#### [Record excerpts]
use std::path::{Path, PathBuf};

use image::Rgba;

use crate::components::tools::{format_color, parse_color, ToolParameters};
use crate::io::{ExportOptions, TiffCompression, MAX_CANVAS_DIM};

/// Persistent engine defaults stored as `key=value` lines.
///
/// Unknown keys are ignored and malformed values keep their defaults, so an
/// old or hand-edited file never prevents startup.
#[derive(Clone, Debug, PartialEq)]
pub struct EngineSettings {
    pub tools: ToolParameters,
    pub canvas_width: u32,
    pub canvas_height: u32,
    pub background: Rgba<u8>,
    pub jpeg_quality: u8,
    pub tiff_compression: TiffCompression,
}

impl Default for EngineSettings {
    fn default() -> Self {
        Self {
            tools: ToolParameters::default(),
            canvas_width: 800,
            canvas_height: 600,
            background: Rgba([255, 255, 255, 255]),
            jpeg_quality: 90,
            tiff_compression: TiffCompression::None,
        }
    }
}

impl EngineSettings {
    /// Path to the settings file.
    /// On Linux:   ~/.config/pmig/pmig_settings.cfg  (XDG_CONFIG_HOME respected)
    /// On Windows: %APPDATA%\PMIG\pmig_settings.cfg
    /// On macOS:   ~/Library/Application Support/PMIG/pmig_settings.cfg
    pub fn settings_path() -> Option<PathBuf> {
        #[cfg(target_os = "windows")]
        {
            let appdata = std::env::var("APPDATA").ok()?;
            return Some(PathBuf::from(appdata).join("PMIG").join("pmig_settings.cfg"));
        }
        #[cfg(target_os = "macos")]
        {
            let home = std::env::var("HOME").ok()?;
            return Some(
                PathBuf::from(home)
                    .join("Library")
                    .join("Application Support")
                    .join("PMIG")
                    .join("pmig_settings.cfg"),
            );
        }
        #[cfg(not(any(target_os = "windows", target_os = "macos")))]
        {
            let config_dir = std::env::var("XDG_CONFIG_HOME")
                .map(PathBuf::from)
                .or_else(|_| std::env::var("HOME").map(|h| PathBuf::from(h).join(".config")))
                .ok()?;
            Some(config_dir.join("pmig").join("pmig_settings.cfg"))
        }
    }

    /// Load from the default location (defaults if missing or unreadable).
    pub fn load() -> Self {
        match Self::settings_path() {
            Some(path) => Self::load_from(&path),
            None => Self::default(),
        }
    }

    pub fn load_from(path: &Path) -> Self {
        match std::fs::read_to_string(path) {
            Ok(content) => {
                log_info!("Settings loaded from {}", path.display());
                Self::parse(&content)
            }
            Err(_) => Self::default(),
        }
    }

    pub fn parse(content: &str) -> Self {
        let mut s = Self::default();
        for line in content.lines() {
            let line = line.trim();
            if line.is_empty() || line.starts_with('#') {
                continue;
            }
            let Some((key, val)) = line.split_once('=') else { continue };
            let key = key.trim();
            let val = val.trim();
            match key {
                "canvas_width" => {
                    s.canvas_width = val.parse().unwrap_or(s.canvas_width).clamp(1, MAX_CANVAS_DIM);
                }
                "canvas_height" => {
                    s.canvas_height = val.parse().unwrap_or(s.canvas_height).clamp(1, MAX_CANVAS_DIM);
                }
                "background" => {
                    if let Ok(c) = parse_color(val) {
                        s.background = c;
                    }
                }
                "jpeg_quality" => {
                    s.jpeg_quality = val.parse::<u8>().unwrap_or(90).clamp(1, 100);
                }
                "tiff_compression" => {
                    s.tiff_compression = TiffCompression::parse(val).unwrap_or_default();
                }
                _ => {
                    if let Err(e) = s.tools.set(key, val) {
                        log_warn!("Settings: ignoring '{}': {}", line, e);
                    }
                }
            }
        }
        s
    }

    pub fn to_config_string(&self) -> String {
        let t = &self.tools;
        format!(
            "brush_size={}\n\
             brush_color={}\n\
             line_style={}\n\
             anti_aliasing={}\n\
             eraser_size={}\n\
             eraser_shape={}\n\
             selection_mode={}\n\
             canvas_width={}\n\
             canvas_height={}\n\
             background={}\n\
             jpeg_quality={}\n\
             tiff_compression={}\n",
            t.brush_size,
            format_color(t.brush_color),
            t.line_style.label(),
            t.anti_aliasing,
            t.eraser_size,
            t.eraser_shape.label(),
            t.selection_mode.label(),
            self.canvas_width,
            self.canvas_height,
            format_color(self.background),
            self.jpeg_quality,
            self.tiff_compression.label(),
        )
    }

    pub fn save_to(&self, path: &Path) -> std::io::Result<()> {
        if let Some(dir) = path.parent() {
            std::fs::create_dir_all(dir)?;
        }
        std::fs::write(path, self.to_config_string())
    }

    /// Save to the default location. Failures are logged, never fatal.
    pub fn save(&self) {
        let Some(path) = Self::settings_path() else { return };
        if let Err(e) = self.save_to(&path) {
            log_warn!("Settings: could not write {}: {}", path.display(), e);
        }
    }

    pub fn export_options(&self) -> ExportOptions {
        ExportOptions {
            jpeg_quality: self.jpeg_quality,
            tiff_compression: self.tiff_compression,
        }
    }
}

#### [What you are asked to do]
Whenever the word "background" shows up in a line of the entries above, copy that line.

#### [Answer space]
    pub background: Rgba<u8>,
            background: Rgba([255, 255, 255, 255]),
                "background" => {
                        s.background = c;
             background={}\n\
            format_color(self.background),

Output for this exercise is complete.